5.7.2020 243. Abend der Gebetsinitiative

Liebe Mitbeter,

im Rahmen unserer heutigen Gebetsinitiative wollen wir uns ganz auf den geistlichen Kampf in Bremen um Olaf Latzel und die Gemeinde St. Martini, deren Pfarrer er ist, konzentrieren. In zwei „Kurz bemerkt“-Beiträgen habe ich in den letzten Tagen bereits auf diesen finalen Kampf zwischen Licht und Finsternis in Bremen hingewiesen.

Nun geht dieser Kampf in die nächste Runde mit der spannenden Frage: Kein Predigtverbot für Olaf Latzel?

Am gestrigen Freitag hat die Bremische Evangelische Kirche (BEK) vorerst kein direktes Predigtverbot gegen Olaf Latzel ausgesprochen. Morgen (5.7.2020) wird er noch predigen.

Allerdings „einigte“ man sich auf einen Urlaub von Olaf Latzel vom 9.Juli bis 24.August 2020. De facto wird man diese „Einigung“ allerdings als „Predigtverbot und Suspendierung light“ verstehen dürfen? Olaf Latzel wird erst mal offiziell und öffentlich kaltgestellt – natürlich „einvernehmlich“.

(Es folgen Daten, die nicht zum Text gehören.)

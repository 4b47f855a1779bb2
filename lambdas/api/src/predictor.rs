//! Client for the external adherence prediction service.
//!
//! Requests are relayed without validation or coercion and a single field of
//! the response is handed back verbatim. Failures are never retried.

use serde::{Deserialize, Deserializer, Serialize};
use serde_json::{Map, Value};

use crate::config::MlServiceConfig;

#[derive(Debug, thiserror::Error)]
pub enum PredictorError {
    #[error("request timed out after {0}s")]
    Timeout(u64),
    #[error("cannot connect to {0}")]
    Connection(String),
    #[error("service responded with status {status}")]
    Status { status: u16 },
    #[error("{0}")]
    Http(String),
    #[error("unreadable response: {0}")]
    Response(String),
}

/// Feature tuple for a risk prediction. Absent fields are left out of the
/// forwarded body; an explicit `null` is forwarded as `null`.
#[derive(Clone, Debug, Default, Serialize, Deserialize)]
pub struct RiskFeatures {
    #[serde(default, deserialize_with = "present", skip_serializing_if = "Option::is_none")]
    pub hour_of_day: Option<Value>,
    #[serde(default, deserialize_with = "present", skip_serializing_if = "Option::is_none")]
    pub day_of_week: Option<Value>,
    #[serde(default, deserialize_with = "present", skip_serializing_if = "Option::is_none")]
    pub num_daily_meds: Option<Value>,
    #[serde(default, deserialize_with = "present", skip_serializing_if = "Option::is_none")]
    pub past_adherence_rate: Option<Value>,
    #[serde(default, deserialize_with = "present", skip_serializing_if = "Option::is_none")]
    pub hours_since_last_dose: Option<Value>,
}

#[derive(Clone, Debug, Default, Serialize, Deserialize)]
pub struct TimeSuggestionRequest {
    #[serde(default, deserialize_with = "present", skip_serializing_if = "Option::is_none")]
    pub num_daily_meds: Option<Value>,
    #[serde(default, deserialize_with = "present", skip_serializing_if = "Option::is_none")]
    pub past_adherence_rate: Option<Value>,
}

/// Keeps a field that is present in the request, even when it is `null`.
fn present<'de, D>(deserializer: D) -> Result<Option<Value>, D::Error>
where
    D: Deserializer<'de>,
{
    Value::deserialize(deserializer).map(Some)
}

#[derive(Clone, Debug)]
pub struct Predictor {
    base_url: String,
    client: reqwest::Client,
    timeout_secs: u64,
}

impl Predictor {
    pub fn new(config: &MlServiceConfig) -> Result<Self, PredictorError> {
        let client = reqwest::Client::builder()
            .timeout(config.timeout)
            .build()
            .map_err(|e| PredictorError::Http(e.to_string()))?;

        Ok(Self {
            base_url: config.base_url.clone(),
            client,
            timeout_secs: config.timeout.as_secs(),
        })
    }

    pub fn base_url(&self) -> &str {
        &self.base_url
    }

    /// `POST /predict`, returning the `prediction` field.
    pub async fn predict_risk(&self, features: &RiskFeatures) -> Result<Value, PredictorError> {
        self.relay("/predict", features, "prediction").await
    }

    /// `POST /suggest-times`, returning the `suggested_times` field.
    pub async fn suggest_times(
        &self,
        request: &TimeSuggestionRequest,
    ) -> Result<Value, PredictorError> {
        self.relay("/suggest-times", request, "suggested_times").await
    }

    async fn relay<B: Serialize>(
        &self,
        path: &str,
        body: &B,
        field: &str,
    ) -> Result<Value, PredictorError> {
        let url = format!("{}{}", self.base_url, path);

        let response = self
            .client
            .post(&url)
            .json(body)
            .send()
            .await
            .map_err(|e| self.transport_error(e))?;

        let status = response.status();
        if !status.is_success() {
            return Err(PredictorError::Status {
                status: status.as_u16(),
            });
        }

        let mut payload: Map<String, Value> = response.json().await.map_err(|e| {
            if e.is_timeout() {
                PredictorError::Timeout(self.timeout_secs)
            } else {
                PredictorError::Response(e.to_string())
            }
        })?;

        Ok(payload.remove(field).unwrap_or(Value::Null))
    }

    fn transport_error(&self, err: reqwest::Error) -> PredictorError {
        if err.is_timeout() {
            PredictorError::Timeout(self.timeout_secs)
        } else if err.is_connect() {
            PredictorError::Connection(self.base_url.clone())
        } else {
            PredictorError::Http(err.to_string())
        }
    }
}
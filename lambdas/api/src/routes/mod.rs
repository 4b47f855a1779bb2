use axum::Json;
use serde::Serialize;
use serde_json::{json, Value};

pub mod analytics;
pub mod medications;
pub mod ml;

/// `{ success: true, data }` envelope shared by every successful response.
#[derive(Debug, Serialize)]
pub struct Success<T> {
    pub success: bool,
    pub data: T,
}

pub fn success<T: Serialize>(data: T) -> Json<Success<T>> {
    Json(Success {
        success: true,
        data,
    })
}

pub async fn health() -> Json<Value> {
    Json(json!({ "status": "OK" }))
}
use chrono::{DateTime, Utc};
use serde::{Deserialize, Serialize};

pub const ENTITY: &str = "Medication";

/// Dosing frequency. Informational only; reminders are driven by `times`.
#[derive(Clone, Copy, Debug, Serialize, Deserialize, Eq, PartialEq)]
#[serde(rename_all = "snake_case")]
pub enum Frequency {
    Daily,
    Weekly,
    TwiceDaily,
    Thrice,
    Twice,
    Once,
}

/// Lifecycle of a medication record. Deleting a medication moves it to
/// `Inactive`; records are never removed.
#[derive(Clone, Copy, Debug, Default, Serialize, Deserialize, Eq, PartialEq)]
#[serde(rename_all = "lowercase")]
pub enum MedicationState {
    #[default]
    Active,
    Inactive,
}

#[derive(Clone, Debug, Serialize, Deserialize, Eq, PartialEq)]
#[serde(rename_all = "camelCase")]
pub struct Medication {
    pub id: String,
    pub user_id: String,
    pub name: String,
    pub dosage: String,
    pub frequency: Frequency,
    #[serde(default)]
    pub times: Vec<String>,
    pub start_date: DateTime<Utc>,
    #[serde(default, skip_serializing_if = "Option::is_none")]
    pub end_date: Option<DateTime<Utc>>,
    #[serde(default, skip_serializing_if = "Option::is_none")]
    pub notes: Option<String>,
    #[serde(default)]
    pub state: MedicationState,
    pub created_at: DateTime<Utc>,
    pub updated_at: DateTime<Utc>,
}

impl Medication {
    pub fn is_active(&self) -> bool {
        self.state == MedicationState::Active
    }

    pub fn is_owned_by(&self, user_id: &str) -> bool {
        self.user_id == user_id
    }

    /// Soft delete. Deactivating twice is a no-op apart from the timestamp.
    pub fn deactivate(&mut self, at: DateTime<Utc>) {
        self.state = MedicationState::Inactive;
        self.updated_at = at;
    }
}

Was davon zu halten ist, vermag ich im Moment noch nicht wirklich zu beurteilen. Aufgrund meiner Erfahrungen mit Landeskirchen sehe ich diese „Einigung“ allerdings bis zum Erweis des Gegenteils als höchst kritisch an. Ich gehe davon aus, daß die BEK diese Zeit versuchen wird zu nutzen, um einen Keil zwischen Olaf Latzel und St. Martini voneinander zu isolieren.

Wenn der Hirte in einer solchen Situation für rund 6 Wochen die Kommandobrücke verläßt, ist es fraglich, ob er je auf diese zurückkehren wird. Ich vermute eher nicht, wenn St. Martini weiter in der BEK verbleiben will. 6 Wochen sind eine lange Zeit und können unter entsprechender Beeinflussung ein nicht geringes Maß an Entfremdung zwischen Pastor und Gemeinde hervorrufen.

Vor allem für St. Martini geht es in diesem Kampf wohl um alles. Daß Olaf Latzel in der Kraft des Heiligen Geistes einen geistlich klaren Weg durchhalten wird, davon gehe ich aus. Sollte aber St. Martini einknicken und sich um der kirchlichen Pfründe willen von seinem Hirten distanzieren und auf den ungeistlichen Weg der BEK nötigen lassen, wäre dies wohl der Anfang vom geistlichen Ende von St. Martini. Ein Abdriften im gottlosen kirchlichen Nihilismus wäre dann wohl unaufhaltsam eingeleitet.

Ich kenne natürlich weder die rechtliche Lage in der BEK noch die Strategien, welche die jeweiligen Seiten verfolgen. Nach meiner Erfahrung ist es allerdings klug, wenn der Pfarrer samt übriger Gemeindeleitung die Gemeinde in solchen Situationen weiter klar und unbeirrt führen und sich nicht von der Kirchenleitung das Geschehen diktieren lassen. Läßt sich eine Gemeinde in einer solchen Lage auf das Diktat der Kirchenleitung ein, hat sie de facto den Kampf in diesem Augenblick auch schon verloren - so meine persönliche Einschätzung.

Beten wir für Olaf Latzel und die Gemeinde St. Martini. Und beten wir ganz besonders auch für die morgige Predigt. Olaf Latzel wird sehr viel Leitung des Heiligen Geistes benötigen, um jedes Wort mit viel Mut und Klarheit aber auch in maximaler Weisheit zu setzen. Der Herr sei mit ihm und St. Martini!